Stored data
Segment Open

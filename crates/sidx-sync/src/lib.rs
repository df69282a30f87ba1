//! sidx-sync
//!
//! One synchronization run: seed a [`ReconciliationIndex`] with the known
//! rules, feed it every rule read from the configured sources, write what
//! changed and soft-delete what disappeared.
//!
//! Guarantees:
//! - every source is fetched before the first write; a source that cannot be
//!   fetched, or lacks an allow-listed file, aborts the run with the store
//!   untouched
//! - a failed write for one rule is logged and counted, the run continues
//! - a rule id seen twice in one run is persisted once (first occurrence wins)
//! - a known rule absent from every source is deactivated, never deleted

mod fixture;
mod store;

pub use fixture::StaticFetcher;
pub use store::{MemRule, MemoryRuleStore, PgRuleStore, RuleStore};

use anyhow::{bail, Context, Result};
use chrono::{DateTime, Utc};
use serde::{Deserialize, Serialize};
use sidx_config::SyncConfig;
use sidx_db::RuleWrite;
use sidx_index::{Classification, Entry, Liveness, ReconciliationIndex};
use sidx_source::{decode_file, Candidate, FetchedSource, SourceFetcher};
use std::collections::HashSet;
use tracing::{debug, error, info, info_span, warn, Instrument};
use uuid::Uuid;

/// Per-rule state kept in the index next to the stored revision.
#[derive(Clone, Copy, Debug, PartialEq, Eq)]
pub struct RuleState {
    pub active: bool,
}

impl Liveness for RuleState {
    fn is_active(&self) -> bool {
        self.active
    }
}

#[derive(Clone, Copy, Debug, Default, PartialEq, Eq)]
pub struct SyncOptions {
    /// Classify and report, write nothing.
    pub dry_run: bool,
}

/// Outcome of one run. Counters only include successful writes (or, in a
/// dry run, writes that would have been issued).
#[derive(Clone, Debug, PartialEq, Eq, Serialize, Deserialize)]
pub struct SyncReport {
    pub run_id: Uuid,
    pub dry_run: bool,
    pub started_at: DateTime<Utc>,
    pub finished_at: DateTime<Utc>,
    /// Known rules loaded before ingesting.
    pub baseline: usize,
    pub sources: usize,
    pub files: usize,
    pub new: usize,
    pub updated: usize,
    pub reactivated: usize,
    pub unchanged: usize,
    pub removed: usize,
    pub duplicates: usize,
    /// Blank, comment, non-alert and undecodable lines.
    pub skipped_lines: usize,
    pub failures: usize,
}

impl SyncReport {
    fn started(run_id: Uuid, dry_run: bool) -> Self {
        let now = Utc::now();
        Self {
            run_id,
            dry_run,
            started_at: now,
            finished_at: now,
            baseline: 0,
            sources: 0,
            files: 0,
            new: 0,
            updated: 0,
            reactivated: 0,
            unchanged: 0,
            removed: 0,
            duplicates: 0,
            skipped_lines: 0,
            failures: 0,
        }
    }

    /// No write failed.
    pub fn is_clean(&self) -> bool {
        self.failures == 0
    }

    fn count(&mut self, class: Classification) {
        match class {
            Classification::New => self.new += 1,
            Classification::Updated => self.updated += 1,
            Classification::Reactivated => self.reactivated += 1,
            Classification::Unchanged => self.unchanged += 1,
        }
    }
}

/// Drives one run against a store and a source fetcher.
pub struct Synchronizer<St, F> {
    store: St,
    fetcher: F,
    options: SyncOptions,
}

impl<St: RuleStore, F: SourceFetcher> Synchronizer<St, F> {
    pub fn new(store: St, fetcher: F) -> Self {
        Self {
            store,
            fetcher,
            options: SyncOptions::default(),
        }
    }

    pub fn with_options(mut self, options: SyncOptions) -> Self {
        self.options = options;
        self
    }

    pub fn store(&self) -> &St {
        &self.store
    }

    pub async fn run(&self, cfg: &SyncConfig) -> Result<SyncReport> {
        let run_id = Uuid::new_v4();
        let span = info_span!("sync", %run_id, dry_run = self.options.dry_run);
        self.run_inner(run_id, cfg).instrument(span).await
    }

    async fn run_inner(&self, run_id: Uuid, cfg: &SyncConfig) -> Result<SyncReport> {
        let mut report = SyncReport::started(run_id, self.options.dry_run);
        info!(sources = cfg.sources.len(), "sync started");

        let mut index = self.load_baseline().await?;
        report.baseline = index.len();

        let mut fetched: Vec<FetchedSource> = Vec::with_capacity(cfg.sources.len());
        for (name, src) in &cfg.sources {
            let f = self
                .fetcher
                .fetch(name, src)
                .await
                .with_context(|| format!("SYNC_SOURCE_FETCH_FAILED source='{name}'"))?;
            // Rules of an absent file would all be reported as removed.
            if !f.missing.is_empty() {
                bail!(
                    "SYNC_SOURCE_FETCH_FAILED source='{}' missing={:?}",
                    name,
                    f.missing
                );
            }
            fetched.push(f);
        }
        report.sources = fetched.len();

        let mut seen: HashSet<u64> = HashSet::new();
        for source in &fetched {
            for file in &source.files {
                report.files += 1;
                let decoded = decode_file(file);
                report.skipped_lines += decoded.ignored_lines + decoded.invalid_lines;
                debug!(
                    file = %file.file_id,
                    candidates = decoded.candidates.len(),
                    "file decoded"
                );
                for c in &decoded.candidates {
                    self.ingest(&mut index, &mut seen, c, &mut report).await?;
                }
            }
        }

        self.remove_unseen(&mut index, &mut report).await?;

        let stats = index.total_stats();
        report.finished_at = Utc::now();
        info!(
            new = report.new,
            updated = report.updated,
            reactivated = report.reactivated,
            unchanged = report.unchanged,
            removed = report.removed,
            duplicates = report.duplicates,
            skipped_lines = report.skipped_lines,
            failures = report.failures,
            bisect_steps = stats.bisect_steps,
            scan_steps = stats.scan_steps,
            "sync finished"
        );
        Ok(report)
    }

    async fn load_baseline(&self) -> Result<ReconciliationIndex<RuleState>> {
        let rows = self.store.baseline().await.context("load baseline")?;
        let mut entries = Vec::with_capacity(rows.len());
        for row in rows {
            let key = u64::try_from(row.sid)
                .with_context(|| format!("SYNC_INVALID_BASELINE sid={} is negative", row.sid))?;
            entries.push(Entry::new(key, row.rev, RuleState { active: row.active }));
        }

        let mut index = ReconciliationIndex::new();
        index
            .load(entries)
            .context("SYNC_INVALID_BASELINE baseline is not strictly ascending")?;
        info!(rules = index.len(), "baseline loaded");
        Ok(index)
    }

    async fn ingest(
        &self,
        index: &mut ReconciliationIndex<RuleState>,
        seen: &mut HashSet<u64>,
        c: &Candidate,
        report: &mut SyncReport,
    ) -> Result<()> {
        let Ok(sid) = i64::try_from(c.sid) else {
            warn!(file = %c.file_id, line_no = c.line_no, sid = c.sid, "sid out of range, rule skipped");
            report.skipped_lines += 1;
            return Ok(());
        };
        if !seen.insert(c.sid) {
            warn!(file = %c.file_id, line_no = c.line_no, sid = c.sid, "duplicate sid ignored");
            report.duplicates += 1;
            return Ok(());
        }

        let class = index.reconcile(c.sid, c.rev)?;
        if !class.needs_write() || self.options.dry_run {
            report.count(class);
            return Ok(());
        }

        let write = RuleWrite {
            sid,
            rev: c.rev,
            file: c.file_id.clone(),
            pattern: c.line.clone(),
        };
        let res = match class {
            Classification::New => self.store.insert(&write).await,
            Classification::Updated => self.store.update(&write).await,
            Classification::Reactivated => self.store.reactivate(&write).await,
            Classification::Unchanged => Ok(()),
        };
        match res {
            Ok(()) => {
                debug!(sid, rev = c.rev, class = %class, "rule written");
                report.count(class);
            }
            Err(e) => {
                error!(sid, rev = c.rev, class = %class, file = %c.file_id, error = %format!("{e:#}"), "rule write failed");
                report.failures += 1;
            }
        }
        Ok(())
    }

    async fn remove_unseen(
        &self,
        index: &mut ReconciliationIndex<RuleState>,
        report: &mut SyncReport,
    ) -> Result<()> {
        while let Some(key) = index.next_unseen() {
            let active = index.get(key).map(|h| h.aux.active).unwrap_or(false);
            if !active {
                continue;
            }
            let sid = i64::try_from(key).context("baseline sid out of range")?;
            if self.options.dry_run {
                report.removed += 1;
                continue;
            }
            match self.store.deactivate(sid).await {
                Ok(()) => {
                    debug!(sid, "rule deactivated");
                    report.removed += 1;
                }
                Err(e) => {
                    error!(sid, error = %format!("{e:#}"), "rule deactivation failed");
                    report.failures += 1;
                }
            }
        }
        Ok(())
    }
}
//! sidx-index
//!
//! In-memory reconciliation index for one synchronization run.
//!
//! Architectural decisions:
//! - Baseline is loaded once, strictly ascending by key
//! - Lookups search from the last cursor position (key locality)
//! - Every matched key is marked; marks are never cleared within a run
//! - After ingestion the index enumerates never-matched keys (implicit removals)
//! - Ingest and enumeration are mutually exclusive phases
//!
//! Deterministic, pure logic. No IO. No persistence decisions.

mod classify;
mod error;
mod index;
mod search;
mod types;

pub use classify::{classify, Classification, Liveness};
pub use error::IndexError;
pub use index::{ReconciliationIndex, Unseen};
pub use search::{BinarySearch, LocalitySearch, SearchStrategy, DEFAULT_LOCALITY_THRESHOLD};
pub use types::*;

Segment Closed

## Exercise details:
Show the lines from the data above that contain the string "Uuid".

## Expected answer:
use uuid::Uuid;
    pub run_id: Uuid,
    fn started(run_id: Uuid, dry_run: bool) -> Self {
        let run_id = Uuid::new_v4();
    async fn run_inner(&self, run_id: Uuid, cfg: &SyncConfig) -> Result<SyncReport> {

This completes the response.